ASSIGNED TASK
What you give back should be exactly the opening lines of the data, ending with the line that contains "collision is reported" and including it.

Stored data

•••••

//! Persistence port for policy records
//!
//! The `InsurancePolicyPort` trait defines every operation the record
//! service needs from its store. Adapters:
//!
//! - **PostgreSQL** (`infra_db::adapters::PostgresPolicyAdapter`): the
//!   production store, with a unique constraint on the policy number
//! - **In-memory** ([`memory::InMemoryPolicyPort`]): for tests and local runs
//!
//! Policy number uniqueness belongs to the store. A collision is reported
//! as [`PortError::Conflict`].

use async_trait::async_trait;
use chrono::{DateTime, Utc};

use core_kernel::{DomainPort, HealthCheckable, PolicyId, PortError};

use crate::policy::{InsurancePolicy, PolicyDraft};

/// Port trait for policy record storage
///
/// All methods are async and return `Result<T, PortError>` for consistent
/// error handling across adapter implementations.
#[async_trait]
pub trait InsurancePolicyPort: DomainPort + HealthCheckable {
    /// Returns every record in the store's default order (ascending id)
    async fn find_all(&self) -> Result<Vec<InsurancePolicy>, PortError>;

    /// Retrieves a record by id, or `None` if absent
    async fn find_by_id(&self, id: PolicyId) -> Result<Option<InsurancePolicy>, PortError>;

    /// Inserts a new record, assigning its id
    ///
    /// # Arguments
    ///
    /// * `draft` - The field values of the new record
    /// * `created_at` - Creation timestamp; also the initial `updated_at`
    ///
    /// # Returns
    ///
    /// The stored record, or `PortError::Conflict` if the policy number is taken
    async fn insert(
        &self,
        draft: PolicyDraft,
        created_at: DateTime<Utc>,
    ) -> Result<InsurancePolicy, PortError>;

    /// Writes every mutable field and `updated_at` of an existing record
    ///
    /// Returns `PortError::NotFound` if the record no longer exists and
    /// `PortError::Conflict` if the new policy number belongs to another record.
    async fn save(&self, policy: InsurancePolicy) -> Result<InsurancePolicy, PortError>;

    /// Removes a record permanently
    ///
    /// # Returns
    ///
    /// `true` if a record was deleted, `false` if none had the id
    async fn delete(&self, id: PolicyId) -> Result<bool, PortError>;
}

/// In-memory adapter for testing and local runs
///
/// Stores records in a `BTreeMap` keyed by id, so listing order matches the
/// ascending-id order of the PostgreSQL adapter. Amounts are rescaled to two
/// decimal places, mirroring the `NUMERIC(19,2)` columns.
pub mod memory {
    use super::*;
    use std::collections::BTreeMap;
    use std::sync::atomic::{AtomicI64, Ordering};
    use rust_decimal::Decimal;
    use tokio::sync::RwLock;

    use core_kernel::HealthCheckResult;

    const AMOUNT_SCALE: u32 = 2;
    /// Exclusive magnitude bound of a `NUMERIC(19,2)` value (17 integer digits)
    const AMOUNT_LIMIT: u64 = 100_000_000_000_000_000;

    fn to_column_scale(field: &str, mut value: Decimal) -> Result<Decimal, PortError> {
        value.rescale(AMOUNT_SCALE);
        if value.abs() >= Decimal::from(AMOUNT_LIMIT) {
            return Err(PortError::validation(format!(
                "{} {} is out of range for NUMERIC(19,2)",
                field, value
            )));
        }
        Ok(value)
    }

    fn duplicate(policy_number: &str) -> PortError {
        PortError::conflict(format!(
            "InsurancePolicy with policy number '{}' already exists",
            policy_number
        ))
    }

    /// In-memory implementation of InsurancePolicyPort
    #[derive(Debug)]
    pub struct InMemoryPolicyPort {
        records: RwLock<BTreeMap<PolicyId, InsurancePolicy>>,
        next_id: AtomicI64,
    }

    impl Default for InMemoryPolicyPort {
        fn default() -> Self {
            Self {
                records: RwLock::new(BTreeMap::new()),
                next_id: AtomicI64::new(1),
            }
        }
    }

    impl InMemoryPolicyPort {
        /// Creates an empty store
        pub fn new() -> Self {
            Self::default()
        }

        /// Number of stored records
        pub async fn len(&self) -> usize {
            self.records.read().await.len()
        }

        /// Whether the store holds no records
        pub async fn is_empty(&self) -> bool {
            self.records.read().await.is_empty()
        }
    }

    impl DomainPort for InMemoryPolicyPort {}

    #[async_trait]
    impl HealthCheckable for InMemoryPolicyPort {
        async fn health_check(&self) -> HealthCheckResult {
            HealthCheckResult::healthy("in-memory-policy-port", 0)
        }
    }

    #[async_trait]
    impl InsurancePolicyPort for InMemoryPolicyPort {
        async fn find_all(&self) -> Result<Vec<InsurancePolicy>, PortError> {
            Ok(self.records.read().await.values().cloned().collect())
        }

        async fn find_by_id(&self, id: PolicyId) -> Result<Option<InsurancePolicy>, PortError> {
            Ok(self.records.read().await.get(&id).cloned())
        }

        async fn insert(
            &self,
            mut draft: PolicyDraft,
            created_at: DateTime<Utc>,
        ) -> Result<InsurancePolicy, PortError> {
            draft.premium = to_column_scale("premium", draft.premium)?;
            draft.coverage_amount = to_column_scale("coverage_amount", draft.coverage_amount)?;

            let mut records = self.records.write().await;
            if records.values().any(|p| p.policy_number == draft.policy_number) {
                return Err(duplicate(&draft.policy_number));
            }

            let id = PolicyId::new(self.next_id.fetch_add(1, Ordering::SeqCst));
            let policy = InsurancePolicy::from_draft(id, draft, created_at);
            records.insert(id, policy.clone());
            Ok(policy)
        }

        async fn save(&self, mut policy: InsurancePolicy) -> Result<InsurancePolicy, PortError> {
            let mut records = self.records.write().await;
            // A missing row takes precedence, as with `UPDATE ... WHERE id`.
            policy.created_at = records
                .get(&policy.id)
                .map(|stored| stored.created_at)
                .ok_or_else(|| PortError::not_found("InsurancePolicy", policy.id))?;

            policy.premium = to_column_scale("premium", policy.premium)?;
            policy.coverage_amount = to_column_scale("coverage_amount", policy.coverage_amount)?;

            if records
                .values()
                .any(|p| p.id != policy.id && p.policy_number == policy.policy_number)
            {
                return Err(duplicate(&policy.policy_number));
            }

            records.insert(policy.id, policy.clone());
            Ok(policy)
        }

        async fn delete(&self, id: PolicyId) -> Result<bool, PortError> {
            Ok(self.records.write().await.remove(&id).is_some())
        }
    }
}

#[cfg(test)]
mod tests {
    use super::memory::InMemoryPolicyPort;
    use super::*;
    use chrono::NaiveDate;
    use rust_decimal_macros::dec;

    fn draft(number: &str) -> PolicyDraft {
        PolicyDraft::new(
            number,
            "Auto",
            "Acme",
            dec!(120.5),
            dec!(50000),
            NaiveDate::from_ymd_opt(2024, 1, 1).unwrap(),
        )
    }

    #[tokio::test]
    async fn test_insert_assigns_sequential_ids() {
        let port = InMemoryPolicyPort::new();
        let first = port.insert(draft("P-1"), Utc::now()).await.unwrap();
        let second = port.insert(draft("P-2"), Utc::now()).await.unwrap();

        assert_eq!(first.id, PolicyId::new(1));
        assert_eq!(second.id, PolicyId::new(2));
        assert_eq!(port.len().await, 2);
    }

    #[tokio::test]
    async fn test_insert_rescales_amounts() {
        let port = InMemoryPolicyPort::new();
        let policy = port.insert(draft("P-1"), Utc::now()).await.unwrap();
        assert_eq!(policy.premium.to_string(), "120.50");
        assert_eq!(policy.coverage_amount.to_string(), "50000.00");
    }

    #[tokio::test]
    async fn test_duplicate_policy_number_conflicts() {
        let port = InMemoryPolicyPort::new();
        port.insert(draft("P-1"), Utc::now()).await.unwrap();

        let err = port.insert(draft("P-1"), Utc::now()).await.unwrap_err();
        assert!(err.is_conflict());
        assert_eq!(port.len().await, 1);
    }

    #[tokio::test]
    async fn test_save_rejects_number_owned_by_other_record() {
        let port = InMemoryPolicyPort::new();
        port.insert(draft("P-1"), Utc::now()).await.unwrap();
        let mut second = port.insert(draft("P-2"), Utc::now()).await.unwrap();

        second.policy_number = "P-1".to_string();
        assert!(port.save(second).await.unwrap_err().is_conflict());
    }

    #[tokio::test]
    async fn test_save_missing_record_is_not_found() {
        let port = InMemoryPolicyPort::new();
        let ghost = InsurancePolicy::from_draft(PolicyId::new(99), draft("P-9"), Utc::now());
        assert!(port.save(ghost).await.unwrap_err().is_not_found());
    }

    #[tokio::test]
    async fn test_save_missing_record_with_taken_number_is_not_found() {
        let port = InMemoryPolicyPort::new();
        port.insert(draft("P-1"), Utc::now()).await.unwrap();

        let ghost = InsurancePolicy::from_draft(PolicyId::new(99), draft("P-1"), Utc::now());
        assert!(port.save(ghost).await.unwrap_err().is_not_found());
    }

    #[tokio::test]
    async fn test_amounts_beyond_numeric_19_2_are_rejected() {
        let port = InMemoryPolicyPort::new();

        let mut too_large = draft("P-1");
        too_large.premium = dec!(100000000000000000);
        let err = port.insert(too_large, Utc::now()).await.unwrap_err();
        assert!(matches!(err, PortError::Validation { .. }));

        // Rounding to two places can push a value over the bound
        let mut rounds_over = draft("P-1");
        rounds_over.coverage_amount = dec!(99999999999999999.995);
        assert!(port.insert(rounds_over, Utc::now()).await.is_err());

        let mut largest = draft("P-1");
        largest.premium = dec!(99999999999999999.99);
        let stored = port.insert(largest, Utc::now()).await.unwrap();
        assert_eq!(stored.id, PolicyId::new(1));

        let mut changed = stored.clone();
        changed.premium = dec!(-100000000000000000);
        let err = port.save(changed).await.unwrap_err();
        assert!(matches!(err, PortError::Validation { .. }));
        assert_eq!(port.find_by_id(stored.id).await.unwrap(), Some(stored));
    }

    #[tokio::test]
    async fn test_delete_reports_presence() {
        let port = InMemoryPolicyPort::new();
        let policy = port.insert(draft("P-1"), Utc::now()).await.unwrap();

        assert!(port.delete(policy.id).await.unwrap());
        assert!(!port.delete(policy.id).await.unwrap());
        assert!(port.is_empty().await);
    }
}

•••••

SOLUTION TO THIS TASK
//! Persistence port for policy records
//!
//! The `InsurancePolicyPort` trait defines every operation the record
//! service needs from its store. Adapters:
//!
//! - **PostgreSQL** (`infra_db::adapters::PostgresPolicyAdapter`): the
//!   production store, with a unique constraint on the policy number
//! - **In-memory** ([`memory::InMemoryPolicyPort`]): for tests and local runs
//!
//! Policy number uniqueness belongs to the store. A collision is reported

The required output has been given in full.